* **REQUIRED WORK**: Reproduce all of the data, making sure that no line differs from the original.

Saved data entries
//! Recogate error types

use std::time::Duration;

/// Recogate error types
///
/// `Clone` so that a single outcome can be handed to every caller joined on
/// a collapsed fetch (see [`RequestCollapser`](crate::collapse::RequestCollapser)).
#[derive(Debug, Clone, PartialEq, thiserror::Error)]
pub enum GatewayError {
    // Upstream/network errors
    #[error("HTTP error: {0}")]
    Http(String),

    /// The upstream answered with (or embedded) a failure status.
    #[error("upstream error ({status}): {message}")]
    Upstream { status: u16, message: String },

    #[error("rate limited by upstream, retry after {retry_after:?}")]
    RateLimited { retry_after: Option<Duration> },

    // Request errors
    /// One or more category labels have no upstream identifier.
    #[error("unknown {domain} label(s): {}", labels.join(", "))]
    Resolution { domain: String, labels: Vec<String> },

    #[error("invalid request: {0}")]
    Validation(String),

    // Infrastructure errors
    #[error("store error: {0}")]
    Store(String),

    #[error("JSON error: {0}")]
    Json(String),

    #[error("configuration error: {0}")]
    Configuration(String),
}

impl GatewayError {
    /// HTTP status a front end should answer with for this error.
    ///
    /// Upstream failures keep the upstream's own status code.
    pub fn status_code(&self) -> u16 {
        match self {
            GatewayError::Upstream { status, .. } => *status,
            GatewayError::RateLimited { .. } => 429,
            GatewayError::Resolution { .. } | GatewayError::Validation(_) => 422,
            GatewayError::Http(_) => 502,
            GatewayError::Store(_) | GatewayError::Json(_) | GatewayError::Configuration(_) => 500,
        }
    }

    /// Whether the error is the caller's fault (4xx range).
    pub fn is_client_error(&self) -> bool {
        (400..500).contains(&self.status_code())
    }
}

impl From<serde_json::Error> for GatewayError {
    fn from(err: serde_json::Error) -> Self {
        GatewayError::Json(err.to_string())
    }
}

#[cfg(feature = "redis")]
impl From<redis::RedisError> for GatewayError {
    fn from(err: redis::RedisError) -> Self {
        GatewayError::Store(err.to_string())
    }
}

/// Result type alias for Recogate operations
pub type Result<T> = std::result::Result<T, GatewayError>;

#[cfg(test)]
mod tests {
    use super::*;

    #[test]
    fn upstream_status_is_preserved() {
        let err = GatewayError::Upstream {
            status: 500,
            message: "boom".into(),
        };
        assert_eq!(err.status_code(), 500);
        assert!(!err.is_client_error());
    }

    #[test]
    fn resolution_error_names_labels() {
        let err = GatewayError::Resolution {
            domain: "genres:anime".into(),
            labels: vec!["space opera".into(), "isekaii".into()],
        };
        assert!(err.is_client_error());
        assert_eq!(
            err.to_string(),
            "unknown genres:anime label(s): space opera, isekaii"
        );
    }

    #[test]
    fn rate_limited_maps_to_429() {
        let err = GatewayError::RateLimited { retry_after: None };
        assert_eq!(err.status_code(), 429);
    }
}
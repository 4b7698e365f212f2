//! Closed filter vocabularies accepted by the upstream search endpoints.

use serde::{Deserialize, Serialize};

/// Declare a filter enum whose serde names and query values are the same string.
macro_rules! filter_enum {
    (
        $(#[$meta:meta])*
        $name:ident { $($variant:ident => $wire:literal),+ $(,)? }
    ) => {
        $(#[$meta])*
        #[derive(Debug, Clone, Copy, PartialEq, Eq, Hash, Serialize, Deserialize)]
        pub enum $name {
            $(
                #[serde(rename = $wire)]
                $variant,
            )+
        }

        impl $name {
            /// Value sent to the upstream as a query parameter.
            pub fn as_str(&self) -> &'static str {
                match self {
                    $($name::$variant => $wire,)+
                }
            }
        }

        impl std::fmt::Display for $name {
            fn fmt(&self, f: &mut std::fmt::Formatter<'_>) -> std::fmt::Result {
                f.write_str(self.as_str())
            }
        }
    };
}

filter_enum! {
    /// Anime media type.
    AnimeType {
        Tv => "tv",
        Movie => "movie",
        Ova => "ova",
        Special => "special",
        Ona => "ona",
        Music => "music",
        Cm => "cm",
        Pv => "pv",
        TvSpecial => "tv_special",
    }
}

filter_enum! {
    /// Manga publication type.
    MangaType {
        Manga => "manga",
        Novel => "novel",
        LightNovel => "lightnovel",
        OneShot => "oneshot",
        Doujin => "doujin",
        Manhwa => "manhwa",
        Manhua => "manhua",
    }
}

filter_enum! {
    /// Airing status of an anime.
    AnimeStatus {
        Airing => "airing",
        Complete => "complete",
        Upcoming => "upcoming",
    }
}

filter_enum! {
    /// Publishing status of a manga.
    MangaStatus {
        Publishing => "publishing",
        Complete => "complete",
        Hiatus => "hiatus",
        Discontinued => "discontinued",
        Upcoming => "upcoming",
    }
}

filter_enum! {
    /// Audience rating (anime only).
    Rating {
        G => "g",
        Pg => "pg",
        Pg13 => "pg13",
        R17 => "r17",
        R => "r",
        Rx => "rx",
    }
}

filter_enum! {
    /// Result ordering field.
    ///
    /// `Episodes` only applies to anime; `Chapters` and `Volumes` only to manga.
    OrderBy {
        MalId => "mal_id",
        Title => "title",
        StartDate => "start_date",
        EndDate => "end_date",
        Episodes => "episodes",
        Chapters => "chapters",
        Volumes => "volumes",
        Score => "score",
        ScoredBy => "scored_by",
        Rank => "rank",
        Popularity => "popularity",
        Members => "members",
        Favorites => "favorites",
    }
}

filter_enum! {
    /// Sort direction.
    SortOrder {
        Asc => "asc",
        Desc => "desc",
    }
}
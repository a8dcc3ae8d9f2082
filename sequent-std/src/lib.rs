//! # sequent-std
//!
//! Standard collaborators for the Sequent request sequencer.
//!
//! This crate provides:
//! - **Executors**: [`InlineExecutor`](executors::InlineExecutor), `TokioExecutor` (feature `tokio`)
//! - **Services**: the [`Service`](service::Service) trait, `TimeoutService` (feature `tokio`)
//! - **Observers**: [`LoggingObserver`](observers::LoggingObserver)
//! - **Testing**: [`ManualExecutor`](testing::ManualExecutor), [`RecordingObserver`](testing::RecordingObserver)

#![deny(clippy::wildcard_imports)]
#![warn(missing_docs)]

// Re-export core traits
pub use sequent_core;

// Modules
pub mod executors;
pub mod observers;
pub mod service;
pub mod testing;
//! Diagnostics side channel.
//!
//! Observers see every request a sequence dispatches and how it resolved.
//! They are notified synchronously and cannot influence dispatch.

use crate::request::RequestSet;

/// Receives structured diagnostics from a sequence.
///
/// All methods default to no-ops, so an observer only overrides the events it
/// cares about.
///
/// # Example
///
/// ```rust,ignore
/// struct FailureCounter(AtomicUsize);
///
/// impl<S: RequestSet, E> Observer<S, E> for FailureCounter {
///     fn on_failure(&self, _kind: S::Kind, _error: &E, _had_specific_handler: bool) {
///         self.0.fetch_add(1, Ordering::Relaxed);
///     }
/// }
/// ```
pub trait Observer<S: RequestSet, E>: Send + Sync + 'static {
    /// A request of `kind` was handed to the executor.
    fn on_dispatch(&self, kind: S::Kind) {
        let _ = kind;
    }

    /// A request of `kind` resolved with `output`.
    fn on_success(&self, kind: S::Kind, output: &S::Output) {
        let _ = (kind, output);
    }

    /// A request of `kind` resolved with `error`.
    ///
    /// `had_specific_handler` is `false` when the failure falls through to the
    /// default handler, or to nothing at all.
    fn on_failure(&self, kind: S::Kind, error: &E, had_specific_handler: bool) {
        let _ = (kind, error, had_specific_handler);
    }
}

* **ANSWER TO THE EXERCISE**:
//! Recogate error types

use std::time::Duration;

/// Recogate error types
///
/// `Clone` so that a single outcome can be handed to every caller joined on
/// a collapsed fetch (see [`RequestCollapser`](crate::collapse::RequestCollapser)).
#[derive(Debug, Clone, PartialEq, thiserror::Error)]
pub enum GatewayError {
    // Upstream/network errors
    #[error("HTTP error: {0}")]
    Http(String),

    /// The upstream answered with (or embedded) a failure status.
    #[error("upstream error ({status}): {message}")]
    Upstream { status: u16, message: String },

    #[error("rate limited by upstream, retry after {retry_after:?}")]
    RateLimited { retry_after: Option<Duration> },

    // Request errors
    /// One or more category labels have no upstream identifier.
    #[error("unknown {domain} label(s): {}", labels.join(", "))]
    Resolution { domain: String, labels: Vec<String> },

    #[error("invalid request: {0}")]
    Validation(String),

    // Infrastructure errors
    #[error("store error: {0}")]
    Store(String),

    #[error("JSON error: {0}")]
    Json(String),

    #[error("configuration error: {0}")]
    Configuration(String),
}

impl GatewayError {
    /// HTTP status a front end should answer with for this error.
    ///
    /// Upstream failures keep the upstream's own status code.
    pub fn status_code(&self) -> u16 {
        match self {
            GatewayError::Upstream { status, .. } => *status,
            GatewayError::RateLimited { .. } => 429,
            GatewayError::Resolution { .. } | GatewayError::Validation(_) => 422,
            GatewayError::Http(_) => 502,
            GatewayError::Store(_) | GatewayError::Json(_) | GatewayError::Configuration(_) => 500,
        }
    }

    /// Whether the error is the caller's fault (4xx range).
    pub fn is_client_error(&self) -> bool {
        (400..500).contains(&self.status_code())
    }
}

impl From<serde_json::Error> for GatewayError {
    fn from(err: serde_json::Error) -> Self {
        GatewayError::Json(err.to_string())
    }
}

#[cfg(feature = "redis")]
impl From<redis::RedisError> for GatewayError {
    fn from(err: redis::RedisError) -> Self {
        GatewayError::Store(err.to_string())
    }
}

/// Result type alias for Recogate operations
pub type Result<T> = std::result::Result<T, GatewayError>;

#[cfg(test)]
mod tests {
    use super::*;

    #[test]
    fn upstream_status_is_preserved() {
        let err = GatewayError::Upstream {
            status: 500,
            message: "boom".into(),
        };
        assert_eq!(err.status_code(), 500);
        assert!(!err.is_client_error());
    }

    #[test]
    fn resolution_error_names_labels() {
        let err = GatewayError::Resolution {
            domain: "genres:anime".into(),
            labels: vec!["space opera".into(), "isekaii".into()],
        };
        assert!(err.is_client_error());
        assert_eq!(
            err.to_string(),
            "unknown genres:anime label(s): space opera, isekaii"
        );
    }

    #[test]
    fn rate_limited_maps_to_429() {
        let err = GatewayError::RateLimited { retry_after: None };
        assert_eq!(err.status_code(), 429);
    }
}
repository 4b7698e365f212f2
//! Closed filter vocabularies accepted by the upstream search endpoints.

use serde::{Deserialize, Serialize};

/// Declare a filter enum whose serde names and query values are the same string.
macro_rules! filter_enum {
    (
        $(#[$meta:meta])*
        $name:ident { $($variant:ident => $wire:literal),+ $(,)? }
    ) => {
        $(#[$meta])*
        #[derive(Debug, Clone, Copy, PartialEq, Eq, Hash, Serialize, Deserialize)]
        pub enum $name {
            $(
                #[serde(rename = $wire)]
                $variant,
            )+
        }

        impl $name {
            /// Value sent to the upstream as a query parameter.
            pub fn as_str(&self) -> &'static str {
                match self {
                    $($name::$variant => $wire,)+
                }
            }
        }

        impl std::fmt::Display for $name {
            fn fmt(&self, f: &mut std::fmt::Formatter<'_>) -> std::fmt::Result {
                f.write_str(self.as_str())
            }
        }
    };
}

filter_enum! {
    /// Anime media type.
    AnimeType {
        Tv => "tv",
        Movie => "movie",
        Ova => "ova",
        Special => "special",
        Ona => "ona",
        Music => "music",
        Cm => "cm",
        Pv => "pv",
        TvSpecial => "tv_special",
    }
}

filter_enum! {
    /// Manga publication type.
    MangaType {
        Manga => "manga",
        Novel => "novel",
        LightNovel => "lightnovel",
        OneShot => "oneshot",
        Doujin => "doujin",
        Manhwa => "manhwa",
        Manhua => "manhua",
    }
}

filter_enum! {
    /// Airing status of an anime.
    AnimeStatus {
        Airing => "airing",
        Complete => "complete",
        Upcoming => "upcoming",
    }
}

filter_enum! {
    /// Publishing status of a manga.
    MangaStatus {
        Publishing => "publishing",
        Complete => "complete",
        Hiatus => "hiatus",
        Discontinued => "discontinued",
        Upcoming => "upcoming",
    }
}

filter_enum! {
    /// Audience rating (anime only).
    Rating {
        G => "g",
        Pg => "pg",
        Pg13 => "pg13",
        R17 => "r17",
        R => "r",
        Rx => "rx",
    }
}

filter_enum! {
    /// Result ordering field.
    ///
    /// `Episodes` only applies to anime; `Chapters` and `Volumes` only to manga.
    OrderBy {
        MalId => "mal_id",
        Title => "title",
        StartDate => "start_date",
        EndDate => "end_date",
        Episodes => "episodes",
        Chapters => "chapters",
        Volumes => "volumes",
        Score => "score",
        ScoredBy => "scored_by",
        Rank => "rank",
        Popularity => "popularity",
        Members => "members",
        Favorites => "favorites",
    }
}

filter_enum! {
    /// Sort direction.
    SortOrder {
        Asc => "asc",
        Desc => "desc",
    }
}
repository a8dcc3ae8d9f2082
filename sequent-std/src/lib.rs
//! # sequent-std
//!
//! Standard collaborators for the Sequent request sequencer.
//!
//! This crate provides:
//! - **Executors**: [`InlineExecutor`](executors::InlineExecutor), `TokioExecutor` (feature `tokio`)
//! - **Services**: the [`Service`](service::Service) trait, `TimeoutService` (feature `tokio`)
//! - **Observers**: [`LoggingObserver`](observers::LoggingObserver)
//! - **Testing**: [`ManualExecutor`](testing::ManualExecutor), [`RecordingObserver`](testing::RecordingObserver)

#![deny(clippy::wildcard_imports)]
#![warn(missing_docs)]

// Re-export core traits
pub use sequent_core;

// Modules
pub mod executors;
pub mod observers;
pub mod service;
pub mod testing;
//! Diagnostics side channel.
//!
//! Observers see every request a sequence dispatches and how it resolved.
//! They are notified synchronously and cannot influence dispatch.

use crate::request::RequestSet;

/// Receives structured diagnostics from a sequence.
///
/// All methods default to no-ops, so an observer only overrides the events it
/// cares about.
///
/// # Example
///
/// ```rust,ignore
/// struct FailureCounter(AtomicUsize);
///
/// impl<S: RequestSet, E> Observer<S, E> for FailureCounter {
///     fn on_failure(&self, _kind: S::Kind, _error: &E, _had_specific_handler: bool) {
///         self.0.fetch_add(1, Ordering::Relaxed);
///     }
/// }
/// ```
pub trait Observer<S: RequestSet, E>: Send + Sync + 'static {
    /// A request of `kind` was handed to the executor.
    fn on_dispatch(&self, kind: S::Kind) {
        let _ = kind;
    }

    /// A request of `kind` resolved with `output`.
    fn on_success(&self, kind: S::Kind, output: &S::Output) {
        let _ = (kind, output);
    }

    /// A request of `kind` resolved with `error`.
    ///
    /// `had_specific_handler` is `false` when the failure falls through to the
    /// default handler, or to nothing at all.
    fn on_failure(&self, kind: S::Kind, error: &E, had_specific_handler: bool) {
        let _ = (kind, error, had_specific_handler);
    }
}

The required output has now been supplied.